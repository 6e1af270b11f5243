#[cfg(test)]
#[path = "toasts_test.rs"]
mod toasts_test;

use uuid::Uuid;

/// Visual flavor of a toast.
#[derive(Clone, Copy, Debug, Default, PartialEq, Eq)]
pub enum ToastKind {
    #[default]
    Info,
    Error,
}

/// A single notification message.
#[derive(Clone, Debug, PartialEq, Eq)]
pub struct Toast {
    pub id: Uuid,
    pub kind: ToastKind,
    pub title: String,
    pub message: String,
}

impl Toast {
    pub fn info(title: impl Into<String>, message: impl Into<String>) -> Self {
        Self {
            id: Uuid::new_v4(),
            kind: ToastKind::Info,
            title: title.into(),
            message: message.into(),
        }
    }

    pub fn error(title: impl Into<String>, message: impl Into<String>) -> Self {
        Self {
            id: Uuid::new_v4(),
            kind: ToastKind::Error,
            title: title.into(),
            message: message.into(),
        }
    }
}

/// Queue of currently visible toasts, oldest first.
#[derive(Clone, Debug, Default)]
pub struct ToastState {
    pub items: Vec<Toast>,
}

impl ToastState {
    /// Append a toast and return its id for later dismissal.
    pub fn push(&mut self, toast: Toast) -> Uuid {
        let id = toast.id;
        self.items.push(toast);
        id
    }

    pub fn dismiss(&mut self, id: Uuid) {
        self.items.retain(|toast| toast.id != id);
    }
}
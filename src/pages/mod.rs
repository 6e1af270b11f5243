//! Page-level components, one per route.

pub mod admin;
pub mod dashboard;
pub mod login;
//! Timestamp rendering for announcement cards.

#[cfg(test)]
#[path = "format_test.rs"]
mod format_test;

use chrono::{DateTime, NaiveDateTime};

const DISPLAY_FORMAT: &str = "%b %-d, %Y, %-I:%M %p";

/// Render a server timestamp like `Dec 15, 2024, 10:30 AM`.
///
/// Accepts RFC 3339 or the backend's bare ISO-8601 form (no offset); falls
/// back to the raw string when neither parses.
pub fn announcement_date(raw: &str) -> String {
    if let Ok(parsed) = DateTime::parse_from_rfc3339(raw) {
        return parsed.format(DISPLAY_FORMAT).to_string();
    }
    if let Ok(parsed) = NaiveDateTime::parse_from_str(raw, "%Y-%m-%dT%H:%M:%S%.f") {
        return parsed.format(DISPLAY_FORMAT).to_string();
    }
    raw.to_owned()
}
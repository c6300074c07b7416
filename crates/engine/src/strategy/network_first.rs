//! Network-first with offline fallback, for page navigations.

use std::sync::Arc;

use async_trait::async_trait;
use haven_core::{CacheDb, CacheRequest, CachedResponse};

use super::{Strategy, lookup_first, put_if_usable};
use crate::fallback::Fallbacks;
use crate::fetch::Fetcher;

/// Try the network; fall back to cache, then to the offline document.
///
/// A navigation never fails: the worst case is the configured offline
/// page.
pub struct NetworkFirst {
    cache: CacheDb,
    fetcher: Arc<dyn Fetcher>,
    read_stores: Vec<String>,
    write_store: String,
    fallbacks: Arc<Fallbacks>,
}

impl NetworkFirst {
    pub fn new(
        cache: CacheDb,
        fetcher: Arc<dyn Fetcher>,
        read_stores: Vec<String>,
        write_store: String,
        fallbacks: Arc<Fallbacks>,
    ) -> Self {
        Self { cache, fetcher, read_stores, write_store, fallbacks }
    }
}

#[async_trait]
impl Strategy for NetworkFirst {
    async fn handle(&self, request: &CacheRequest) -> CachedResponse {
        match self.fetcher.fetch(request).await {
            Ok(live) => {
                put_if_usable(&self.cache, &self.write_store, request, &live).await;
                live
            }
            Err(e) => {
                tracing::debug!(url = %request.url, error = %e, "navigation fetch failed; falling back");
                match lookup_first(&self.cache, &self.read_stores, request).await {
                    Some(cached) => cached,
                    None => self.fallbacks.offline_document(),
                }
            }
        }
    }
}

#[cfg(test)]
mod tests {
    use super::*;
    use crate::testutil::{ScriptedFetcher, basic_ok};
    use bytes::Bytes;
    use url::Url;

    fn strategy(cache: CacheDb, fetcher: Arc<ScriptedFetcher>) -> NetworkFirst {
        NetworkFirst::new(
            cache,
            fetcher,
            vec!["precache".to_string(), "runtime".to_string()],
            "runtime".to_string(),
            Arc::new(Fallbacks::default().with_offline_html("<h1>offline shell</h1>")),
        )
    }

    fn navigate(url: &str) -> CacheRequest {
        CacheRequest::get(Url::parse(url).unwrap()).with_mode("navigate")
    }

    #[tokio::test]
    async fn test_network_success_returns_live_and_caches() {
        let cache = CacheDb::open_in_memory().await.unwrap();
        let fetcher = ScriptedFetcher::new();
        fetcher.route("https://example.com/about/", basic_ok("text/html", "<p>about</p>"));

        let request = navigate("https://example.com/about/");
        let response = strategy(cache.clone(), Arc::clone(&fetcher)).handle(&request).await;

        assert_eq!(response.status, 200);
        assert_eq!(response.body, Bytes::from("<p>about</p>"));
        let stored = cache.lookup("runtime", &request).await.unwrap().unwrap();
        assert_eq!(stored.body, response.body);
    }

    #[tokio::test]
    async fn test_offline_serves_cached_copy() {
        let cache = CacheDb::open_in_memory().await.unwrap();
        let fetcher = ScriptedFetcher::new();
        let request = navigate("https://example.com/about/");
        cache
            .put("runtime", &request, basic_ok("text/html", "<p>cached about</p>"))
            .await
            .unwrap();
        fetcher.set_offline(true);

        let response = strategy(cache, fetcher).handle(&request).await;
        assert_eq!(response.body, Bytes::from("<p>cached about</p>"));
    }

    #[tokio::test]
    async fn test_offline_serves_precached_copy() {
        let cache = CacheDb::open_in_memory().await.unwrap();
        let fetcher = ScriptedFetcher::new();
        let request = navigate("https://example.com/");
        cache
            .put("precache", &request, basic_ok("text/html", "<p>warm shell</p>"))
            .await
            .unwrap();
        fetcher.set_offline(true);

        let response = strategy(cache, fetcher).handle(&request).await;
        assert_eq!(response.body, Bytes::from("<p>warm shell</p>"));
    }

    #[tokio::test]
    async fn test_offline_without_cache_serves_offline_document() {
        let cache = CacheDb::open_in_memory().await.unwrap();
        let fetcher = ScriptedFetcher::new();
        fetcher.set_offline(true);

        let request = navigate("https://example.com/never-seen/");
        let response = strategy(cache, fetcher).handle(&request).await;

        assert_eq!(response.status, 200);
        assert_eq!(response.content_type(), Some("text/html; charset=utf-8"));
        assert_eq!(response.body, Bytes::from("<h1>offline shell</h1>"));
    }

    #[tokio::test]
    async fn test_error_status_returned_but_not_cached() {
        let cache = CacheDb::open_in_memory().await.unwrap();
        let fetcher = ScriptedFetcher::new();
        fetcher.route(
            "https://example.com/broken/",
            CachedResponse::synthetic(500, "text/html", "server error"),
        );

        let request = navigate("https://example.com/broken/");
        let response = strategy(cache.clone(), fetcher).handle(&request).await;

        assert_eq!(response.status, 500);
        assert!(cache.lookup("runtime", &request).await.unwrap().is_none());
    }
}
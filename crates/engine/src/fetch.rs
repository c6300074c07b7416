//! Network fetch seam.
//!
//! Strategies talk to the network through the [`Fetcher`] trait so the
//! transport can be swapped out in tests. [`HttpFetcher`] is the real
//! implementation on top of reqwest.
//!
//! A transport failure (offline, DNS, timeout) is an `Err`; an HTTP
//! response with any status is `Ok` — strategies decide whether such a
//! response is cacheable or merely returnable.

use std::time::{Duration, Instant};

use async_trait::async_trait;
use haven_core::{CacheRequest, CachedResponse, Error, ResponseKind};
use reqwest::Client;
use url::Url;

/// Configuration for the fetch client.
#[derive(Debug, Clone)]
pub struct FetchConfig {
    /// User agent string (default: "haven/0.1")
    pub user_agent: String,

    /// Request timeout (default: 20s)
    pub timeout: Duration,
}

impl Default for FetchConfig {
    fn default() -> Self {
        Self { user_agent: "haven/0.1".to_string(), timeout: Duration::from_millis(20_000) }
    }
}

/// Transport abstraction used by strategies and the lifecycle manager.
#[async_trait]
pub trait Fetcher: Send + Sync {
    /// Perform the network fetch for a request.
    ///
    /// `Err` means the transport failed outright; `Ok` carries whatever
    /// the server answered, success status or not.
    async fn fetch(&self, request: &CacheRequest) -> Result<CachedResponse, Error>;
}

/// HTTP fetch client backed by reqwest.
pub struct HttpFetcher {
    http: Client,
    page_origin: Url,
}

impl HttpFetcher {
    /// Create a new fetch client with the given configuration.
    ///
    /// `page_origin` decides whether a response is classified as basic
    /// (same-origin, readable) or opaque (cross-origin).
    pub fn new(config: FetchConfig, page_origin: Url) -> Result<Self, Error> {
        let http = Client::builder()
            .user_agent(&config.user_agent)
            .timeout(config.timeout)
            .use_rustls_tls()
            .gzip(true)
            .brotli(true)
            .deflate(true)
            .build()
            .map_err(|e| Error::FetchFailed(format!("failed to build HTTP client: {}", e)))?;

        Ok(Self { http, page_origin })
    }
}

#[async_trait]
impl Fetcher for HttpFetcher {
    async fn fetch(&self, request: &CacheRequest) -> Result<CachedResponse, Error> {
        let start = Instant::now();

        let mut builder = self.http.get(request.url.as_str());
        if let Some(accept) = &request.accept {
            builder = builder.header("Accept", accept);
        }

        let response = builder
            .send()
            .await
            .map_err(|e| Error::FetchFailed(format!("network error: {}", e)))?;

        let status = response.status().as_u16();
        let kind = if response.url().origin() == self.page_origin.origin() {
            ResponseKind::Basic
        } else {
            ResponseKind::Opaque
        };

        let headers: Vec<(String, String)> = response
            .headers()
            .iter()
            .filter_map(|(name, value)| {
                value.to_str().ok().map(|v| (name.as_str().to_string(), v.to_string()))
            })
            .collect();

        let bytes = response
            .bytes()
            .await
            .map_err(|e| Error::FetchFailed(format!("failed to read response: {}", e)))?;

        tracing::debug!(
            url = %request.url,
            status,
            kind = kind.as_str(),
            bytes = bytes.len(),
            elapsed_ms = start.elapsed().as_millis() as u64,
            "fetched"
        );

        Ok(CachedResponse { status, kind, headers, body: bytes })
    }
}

━━━━━━━━━━━━━━━━

Every line from the one containing "ResponseKind::Opaque" through the end of the material above should be retyped exactly; please include nothing else.

▶ **ANSWER**:
            ResponseKind::Opaque
        };

        let headers: Vec<(String, String)> = response
            .headers()
            .iter()
            .filter_map(|(name, value)| {
                value.to_str().ok().map(|v| (name.as_str().to_string(), v.to_string()))
            })
            .collect();

        let bytes = response
            .bytes()
            .await
            .map_err(|e| Error::FetchFailed(format!("failed to read response: {}", e)))?;

        tracing::debug!(
            url = %request.url,
            status,
            kind = kind.as_str(),
            bytes = bytes.len(),
            elapsed_ms = start.elapsed().as_millis() as u64,
            "fetched"
        );

        Ok(CachedResponse { status, kind, headers, body: bytes })
    }
}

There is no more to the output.